I looked at her calmly and said:

"I am afraid, Lady Londonderry, you have not read the preface. The book is dedicated to me. Symonds was a friend of mine and I was staying at Davos at the time he was writing those essays. He was rash enough to ask me to read one of them in manuscript and write whatever I thought upon the margin. This I did, but he was offended by something I scribbled. I was so surprised at his minding that I told him he was never to show me any of his unpublished work again, at which he forgave me and dedicated the book to me."

After this flutter I was not taken on by fashionable ladies about books.

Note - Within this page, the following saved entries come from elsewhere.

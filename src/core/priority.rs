//! Priority levels and the thread-safe priority queue
//!
//! [`PriorityQueue`] backs both the pool's central queue and every worker's
//! local queue. Items leave in descending `Ord` order; items that compare
//! equal leave in the order they were pushed.

use crate::core::error::{PoolError, Result};
use parking_lot::Mutex;
use serde::{Deserialize, Serialize};
use std::cmp::Ordering;
use std::collections::BinaryHeap;

/// Task priority levels (higher value = higher priority)
#[derive(
    Debug, Clone, Copy, PartialEq, Eq, PartialOrd, Ord, Hash, Default, Serialize, Deserialize,
)]
pub enum Priority {
    /// Background work that may wait indefinitely
    Lowest = 0,
    /// Less important than regular work
    Low = 1,
    /// Default for most tasks
    #[default]
    Normal = 2,
    /// Important tasks
    High = 3,
    /// Must leave the queue before everything else
    Highest = 4,
}

impl Priority {
    /// All levels, lowest first
    pub const ALL: [Priority; 5] = [
        Priority::Lowest,
        Priority::Low,
        Priority::Normal,
        Priority::High,
        Priority::Highest,
    ];

    /// Get the numeric value of the priority
    pub fn value(&self) -> u8 {
        *self as u8
    }
}

/// Heap entry: the item plus its insertion sequence for FIFO tie-breaking
struct Entry<T> {
    item: T,
    sequence: u64,
}

impl<T: Ord> PartialEq for Entry<T> {
    fn eq(&self, other: &Self) -> bool {
        self.cmp(other) == Ordering::Equal
    }
}

impl<T: Ord> Eq for Entry<T> {}

impl<T: Ord> PartialOrd for Entry<T> {
    fn partial_cmp(&self, other: &Self) -> Option<Ordering> {
        Some(self.cmp(other))
    }
}

impl<T: Ord> Ord for Entry<T> {
    fn cmp(&self, other: &Self) -> Ordering {
        match self.item.cmp(&other.item) {
            // Earlier sequence wins; reversed because BinaryHeap is a max-heap
            Ordering::Equal => other.sequence.cmp(&self.sequence),
            ord => ord,
        }
    }
}

struct Inner<T> {
    heap: BinaryHeap<Entry<T>>,
    next_sequence: u64,
}

/// Thread-safe, unbounded max-priority queue
///
/// Every operation takes the internal lock once, so no partially updated
/// heap is ever observable. [`len`](Self::len) and [`is_empty`](Self::is_empty)
/// are snapshots that may be stale as soon as they return.
pub struct PriorityQueue<T> {
    inner: Mutex<Inner<T>>,
}

impl<T: Ord> PriorityQueue<T> {
    /// Create a new empty priority queue
    pub fn new() -> Self {
        Self::with_capacity(0)
    }

    /// Create a new priority queue with the specified capacity
    pub fn with_capacity(capacity: usize) -> Self {
        Self {
            inner: Mutex::new(Inner {
                heap: BinaryHeap::with_capacity(capacity),
                next_sequence: 0,
            }),
        }
    }

    /// Push an item onto the queue
    pub fn push(&self, item: T) {
        let mut inner = self.inner.lock();
        let sequence = inner.next_sequence;
        inner.next_sequence = inner.next_sequence.wrapping_add(1);
        inner.heap.push(Entry { item, sequence });
    }

    /// Pop the highest priority item
    ///
    /// # Errors
    ///
    /// Returns [`PoolError::EmptyQueue`] if the queue is empty.
    pub fn pop(&self) -> Result<T> {
        self.try_pop().ok_or(PoolError::EmptyQueue)
    }

    /// Pop the highest priority item, or `None` if the queue is empty
    pub fn try_pop(&self) -> Option<T> {
        self.inner.lock().heap.pop().map(|entry| entry.item)
    }

    /// Get the number of items in the queue
    pub fn len(&self) -> usize {
        self.inner.lock().heap.len()
    }

    /// Check if the queue is empty
    pub fn is_empty(&self) -> bool {
        self.inner.lock().heap.is_empty()
    }

    /// Remove all items, returning how many were dropped
    pub fn clear(&self) -> usize {
        let drained = std::mem::take(&mut self.inner.lock().heap);
        // Items are dropped outside the lock; their destructors may run user code
        drained.len()
    }
}

impl<T: Ord> Default for PriorityQueue<T> {
    fn default() -> Self {
        Self::new()
    }
}

impl<T> std::fmt::Debug for PriorityQueue<T> {
    fn fmt(&self, f: &mut std::fmt::Formatter<'_>) -> std::fmt::Result {
        f.debug_struct("PriorityQueue")
            .field("len", &self.inner.lock().heap.len())
            .finish()
    }
}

Lady Londonderry never belonged to the Souls, but her antagonist, Lady de Grey, was one of its chief ornaments and my friend. She was a luxurious woman of great beauty, with perfect manners and a moderate sense of duty. She was the last word in refinement, perception and charm. There was something septic in her nature and I heard her say one day that the sound of the cuckoo made her feel ill; but, although she was not lazy and seldom idle, she never developed her intellectual powers or sustained herself by reading or study of any kind. She had not the smallest sense of proportion and, if anything went wrong in her entertainments—cold plates, a flat souffle, or some one throwing her over for dinner—she became almost impotent from agitation, only excusable if it had been some great public disaster. She and Mr. Harry Higgins—an exceptionally clever and devoted friend of mine—having revived the opera, Bohemian society became her hobby; but a tenor in the country or a dancer on the lawn are not really wanted; and, although she spent endless time at Covent Garden and achieved considerable success, restlessness devoured her. While receiving the adoration of a small but influential circle, she appeared to me to have tried everything to no purpose and, in spite of an experience which queens and actresses, professionals and amateurs might well have envied, she remained embarrassed by herself, fluid, brilliant and uneasy. The personal nobility with which she worked her hospital in the Great War years brought her peace.